And then other things use, you know, either NIST curves or 25519 if they don't want to use NIST curves.
Although I will say it's been interesting, you know, Deidre Connolly is a modern cryptographer involved in Signal and a bunch of other different types of things, both as a cryptographic engineer and other stuff.
And in a recent podcast, she was basically going, you know, well, maybe we need to revisit because of the low cofactor in, you know, SecP, you know, because there's a lot of work to make Ristretto work.
Obviously she's putting a lot of effort into Ristretto which is fixing the 25519 problems and and things of that nature, but she was basically giving a little bit more credit to K1 recently and I would consider her one of those people that would have that were in that category you just mentioned.
On the other hand, you know, she's not a regulator, she's not a government buyer or any of those kinds of things who will also, it's Bitcoin, don't use it.
Yeah.
Also, just one comment on XTC mode from the previous page.
XTC is like, it explicitly states that it's not suitable for data in transit.
It's designed for block storage on a storage device, for long-term block storage.
So if you want something that's kind of versatile enough to use in both use cases, whether it's for storage or for like request transmission, things like that, then it's probably not the right one.
- Yeah, there are definitely issues and there are other AES ones.
Had a bit of a discussion about that.
I mean, John's comment was these are very distributed operations, the function calls are, you know, may not be replied to for a day.
So in some ways they are kind of like- - Kind of like storage.
- Storage.
So that was an interesting observation.
-
Yeah, okay.
-
Obviously, you know, we're doing a little bit more of a, we're not doing with this initial one, ECDSA.

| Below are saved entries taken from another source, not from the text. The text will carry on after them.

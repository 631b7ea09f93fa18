//! tractscore CLI: runs dataset pipelines and the score export.

mod commands;

use clap::Parser;
use color_eyre::eyre::Result;

use commands::Cli;

#[tokio::main]
async fn main() -> Result<()> {
    color_eyre::install()?;
    let cli = Cli::parse();
    commands::init_tracing(&cli);
    commands::run(cli).await
}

That's the easy alternative.
Maybe I'm wrong, but I just feel like we really want to, at least with this move to the next level.
The couple of advantages of it, the public keys are not embedded in signatures, which has certain kinds of non-correlation things and advantages.
The signatures are 512 bits, plus you need the, you know, in order to verify it, you need the X-only public key.
But it enables for the future FROST quorums, adapter signatures, and then this is what will be added in the crossbar family chips and hopefully some others, Tropic Square and that other one that was discussed at the last Silicon Salon.
There is a potential risk, which is X-only signatures might buy this for some advanced protocols.
I don't know.
We'll find out.
The advantage of X-only signatures is they're always 256 bits.
And that's great, but we'll see.
We've chosen Shamir with groups.
Shamir's mature.
SSKR adds to Shamir the ability to do groups that gives us scenarios that increase resilience against collusion.
I think that's the main advantage.
And of course it's been reviewed.
We have security reviews of both our Shamir library and the two layer SSKR.
I would have loved to have done VSS and I really hope we can integrate it in the future but it feels unstable, but it's close.
I mean, maybe, you know, maybe this spring, but that may, you know, we'll see.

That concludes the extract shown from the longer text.